More than 98% of the mammalian genome is noncoding and approximately half is made up of transposable elements. One of the most abundant is the short interspersed nuclear elements (SINE). Among the million copies of SINEs, B2 accounts for ~350,000 in the mouse genome and have garnered special interest because of emerging roles in gene regulation. Our recent work demonstrated that B2 RNA normally binds stress genes to retard transcription elongation. Though epigenetically silenced, B2s become massively upregulated during thermal stress.

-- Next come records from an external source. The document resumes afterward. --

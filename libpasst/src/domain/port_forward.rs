use crate::{
    domain::schema::{PortForward, PortForwardRange, Protocol, Toggle},
    vmi::Port,
};

/// Builds the passt port forwarding rules of an interface.
///
/// `reserved_ports` are excluded from TCP forwarding ahead of the
/// declared ports. Ports of protocols passt cannot forward are
/// dropped with a warning. When nothing is left every TCP and UDP
/// port is forwarded.
pub fn generate_port_forward(
    ports: &[Port],
    reserved_ports: &[u16],
) -> Vec<PortForward> {
    let mut tcp: Vec<PortForwardRange> = reserved_ports
        .iter()
        .map(|&start| PortForwardRange {
            start,
            exclude: Some(Toggle::Yes),
        })
        .collect();
    let mut udp = vec![];

    for port in ports {
        let range = PortForwardRange {
            start: port.port,
            exclude: None,
        };

        match protocol(&port.protocol) {
            Some(Protocol::Tcp) => tcp.push(range),
            Some(Protocol::Udp) => udp.push(range),
            None => tracing::warn!(
                "protocol {} is not supported by passt, port {} dropped",
                port.protocol,
                port.port
            ),
        }
    }

    if tcp.is_empty() && udp.is_empty() {
        return vec![forward_all(Protocol::Tcp), forward_all(Protocol::Udp)];
    }

    let mut rules = vec![];
    if !tcp.is_empty() {
        rules.push(PortForward {
            proto: Protocol::Tcp,
            ranges: tcp,
        });
    }
    if !udp.is_empty() {
        rules.push(PortForward {
            proto: Protocol::Udp,
            ranges: udp,
        });
    }

    rules
}

fn protocol(name: &str) -> Option<Protocol> {
    if name.is_empty() || name.eq_ignore_ascii_case(Protocol::Tcp.as_ref()) {
        Some(Protocol::Tcp)
    } else if name.eq_ignore_ascii_case(Protocol::Udp.as_ref()) {
        Some(Protocol::Udp)
    } else {
        None
    }
}

fn forward_all(proto: Protocol) -> PortForward {
    PortForward {
        proto,
        ranges: vec![],
    }
}
//! Network binding of KubeVirt virtual machines to a passt backend.
//!
//! Two independent pipelines live here:
//!
//! * [`cni`]: the CNI `ADD` step preparing the pod network namespace
//!   (sysctls, a dummy link carrying the pod addresses);
//! * [`domain`]: the hook rewriting the libvirt domain so its
//!   interface is served by passt.
pub mod cni;
pub mod domain;
mod error;
pub mod istio;
pub mod link;
pub mod logging;
pub mod vmi;

#[cfg(test)]
mod testing;

pub use error::{exactly_one, Error};
//! # quadration-core
//!
//! The deterministic Spread Engine for Quadration - THE ENGINE.
//!
//! Given a birth date and a target date, this crate derives a birth card,
//! quadrates the year-zero life spread once per spread year, lays the result
//! out as a 7×7 grid plus crown, walks it into a chain of period cards, and
//! cross-references it against year zero.
//!
//! ## Pipeline
//!
//! - `birth` → birth card from month/day (solar value)
//! - `spread` → flat 52-card spread for year `N`
//! - `layout` → rows and crown, plus positions
//! - `chain` → leftward walk from the anchor card
//! - `crossref` → displacement and environment cards
//! - `period` → active 52-day period
//! - `engine` → the whole reading
//!
//! ## Architectural Constraints
//!
//! - Pure: no I/O, no clock reads, no async
//! - Stateless: tables are compile-time constants; every value is fresh
//! - Integer arithmetic only

// =============================================================================
// MODULES
// =============================================================================

pub mod birth;
pub mod calendar;
pub mod chain;
pub mod crossref;
pub mod engine;
pub mod layout;
pub mod period;
pub mod primitives;
pub mod spread;
pub mod types;

// =============================================================================
// RE-EXPORTS: Core Types (from types module)
// =============================================================================

pub use types::{BirthCard, Card, Planet, Rank, SpreadError, Suit};

// =============================================================================
// RE-EXPORTS: Engine
// =============================================================================

pub use birth::BirthCardResolver;
pub use calendar::{Anniversary, BirthDate, SpreadYear};
pub use chain::{Chain, ChainWalk};
pub use crossref::CrossReference;
pub use engine::{Reading, ReadingInput, SpreadEngine, YearLong};
pub use layout::{Layout, Position};
pub use period::ActivePeriod;
pub use spread::Spread;
//! # Request/Response Types
//!
//! JSON structures exchanged with callers: single reading requests, batch
//! records, and the diagnostic views printed by `birth-card`, `layout` and
//! `chain`.

use crate::config::AppConfig;
use quadration_core::{
    BirthCard, BirthDate, Card, Chain, Layout, Planet, Reading, ReadingInput, SpreadError,
    SpreadYear,
};
use serde::{Deserialize, Serialize};

/// Maximum accepted first-name length in bytes.
pub const MAX_NAME_LENGTH: usize = 128;

// =============================================================================
// READING REQUEST/RESPONSE
// =============================================================================

/// One subscriber's reading request.
#[derive(Debug, Clone, PartialEq, Eq, Serialize, Deserialize)]
pub struct ReadingRequest {
    pub first_name: String,
    /// `YYYY-MM-DD`
    pub birth_date: String,
    /// `YYYY-MM` or `YYYY-MM-DD`; absent uses the configured default.
    #[serde(default, alias = "target_month_year", skip_serializing_if = "Option::is_none")]
    pub target: Option<String>,
}

impl ReadingRequest {
    pub fn new(
        first_name: impl Into<String>,
        birth_date: impl Into<String>,
        target: Option<String>,
    ) -> Self {
        Self {
            first_name: first_name.into(),
            birth_date: birth_date.into(),
            target,
        }
    }

    /// Validate fields and resolve the target against `config`.
    pub fn to_input(&self, config: &AppConfig) -> Result<ReadingInput, SpreadError> {
        let name = self.first_name.trim();
        if name.is_empty() {
            return Err(SpreadError::InvalidInput("first_name is empty".to_string()));
        }
        if name.len() > MAX_NAME_LENGTH {
            return Err(SpreadError::InvalidInput(format!(
                "first_name length {} exceeds maximum {} bytes",
                name.len(),
                MAX_NAME_LENGTH
            )));
        }

        let birth = BirthDate::parse(self.birth_date.trim())?;
        let target = config.resolve_target(self.target.as_deref())?;
        Ok(ReadingInput::new(name, birth, target))
    }
}

/// Outcome of one reading.
#[derive(Debug, Clone, PartialEq, Eq, Serialize, Deserialize)]
pub struct ReadingResponse {
    pub success: bool,
    pub subscriber: String,
    pub reading: Option<Reading>,
    pub error: Option<String>,
}

impl ReadingResponse {
    pub fn success(reading: Reading) -> Self {
        Self {
            success: true,
            subscriber: reading.subscriber.clone(),
            reading: Some(reading),
            error: None,
        }
    }

    pub fn error(subscriber: impl Into<String>, msg: impl Into<String>) -> Self {
        Self {
            success: false,
            subscriber: subscriber.into(),
            reading: None,
            error: Some(msg.into()),
        }
    }
}

// =============================================================================
// BATCH
// =============================================================================

/// One entry of a batch result, numbered from 1 in input order.
#[derive(Debug, Clone, PartialEq, Eq, Serialize, Deserialize)]
pub struct BatchRecord {
    pub record: usize,
    #[serde(flatten)]
    pub response: ReadingResponse,
}

/// Parse a JSON array of [`ReadingRequest`]s.
pub fn parse_json_batch(contents: &[u8]) -> Result<Vec<ReadingRequest>, SpreadError> {
    serde_json::from_slice(contents)
        .map_err(|e| SpreadError::SerializationError(format!("Batch JSON: {}", e)))
}

/// Parse subscriber CSV.
///
/// The header row names the columns; `first_name` and `birth_date` are
/// required, `target` (or `target_month_year`) is optional and unknown
/// columns are ignored. Quoted fields, surrounding whitespace and blank
/// lines are handled as any spreadsheet export writes them.
pub fn parse_csv_batch(text: &str) -> Result<Vec<ReadingRequest>, SpreadError> {
    let mut reader = csv::ReaderBuilder::new()
        .trim(csv::Trim::All)
        .flexible(true)
        .from_reader(text.as_bytes());

    let headers = reader.headers().map_err(csv_error)?;
    for required in ["first_name", "birth_date"] {
        if !headers.iter().any(|h| h == required) {
            return Err(SpreadError::SerializationError(format!(
                "CSV header lacks {}",
                required
            )));
        }
    }

    reader
        .deserialize()
        .map(|row| row.map_err(csv_error))
        .collect()
}

fn csv_error(e: csv::Error) -> SpreadError {
    SpreadError::SerializationError(format!("Batch CSV: {}", e))
}

// =============================================================================
// DIAGNOSTIC VIEWS
// =============================================================================

/// Birth card resolver output.
#[derive(Debug, Clone, PartialEq, Eq, Serialize, Deserialize)]
pub struct BirthCardResponse {
    pub month: u32,
    pub day: u32,
    pub solar_value: i32,
    pub card: Option<Card>,
    pub realm: Option<String>,
    pub archetype: Option<String>,
}

impl BirthCardResponse {
    pub fn new(month: u32, day: u32, birth_card: BirthCard) -> Self {
        let card = birth_card.card();
        Self {
            month,
            day,
            solar_value: birth_card.solar_value(),
            card,
            realm: card.map(|c| c.realm().to_string()),
            archetype: card.map(|c| c.archetype().to_string()),
        }
    }
}

/// One named grid row.
#[derive(Debug, Clone, PartialEq, Eq, Serialize, Deserialize)]
pub struct RowJson {
    pub planet: Planet,
    pub cards: Vec<Card>,
}

/// A spread year's layout.
#[derive(Debug, Clone, PartialEq, Eq, Serialize, Deserialize)]
pub struct LayoutResponse {
    pub year: u32,
    pub rows: Vec<RowJson>,
    pub crown: Vec<Card>,
}

impl From<&Layout> for LayoutResponse {
    fn from(layout: &Layout) -> Self {
        Self {
            year: layout.year(),
            rows: Planet::ALL
                .iter()
                .map(|&planet| RowJson {
                    planet,
                    cards: layout.row(planet).to_vec(),
                })
                .collect(),
            crown: layout.crown().to_vec(),
        }
    }
}

/// A chain walk.
#[derive(Debug, Clone, PartialEq, Eq, Serialize, Deserialize)]
pub struct ChainResponse {
    pub anchor: Card,
    pub spread_year: SpreadYear,
    pub cards: Vec<Card>,
}

impl ChainResponse {
    pub fn new(spread_year: SpreadYear, chain: &Chain) -> Self {
        Self {
            anchor: chain.anchor(),
            spread_year,
            cards: chain.cards().to_vec(),
        }
    }
}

Specifically, an interaction between B2 RNA and the Polycomb protein, EZH2, results in cleavage of B2 RNA, release of B2 RNA from RNA Polymerase II, and activation of the stress genes. Although an established RNA-binding protein and histone methyltransferase, EZH2 is not known to be a nuclease. Here, we provide evidence for the surprising conclusion that B2 is a self-cleaving RNA. Contact with EZH2 accelerates cleavage rate by >100-fold, suggesting that EZH2 may assist cleavage as an RNA chaperone. Modification-interference analysis demonstrate that phosphorothioate changes at A and C nucleotides can substitute for EZH2’s function. B2 mutagenesis indicate that nucleotides around positions 45-55 and 100-101 are critical for cleavage reaction. Finally, we demonstrate that another family of SINEs, the ALU elements produce also a self-cleaving RNA. ALUs are intrinsically more auto-reactive than B2s. We propose that the B2/ALU SINEs are a new class of ribozymes whose activity is accelerated by EZH2. Sample from HeLa cells was subjected to heat shock and subsequently RNA was extracted and submitted to short-RNA-seq.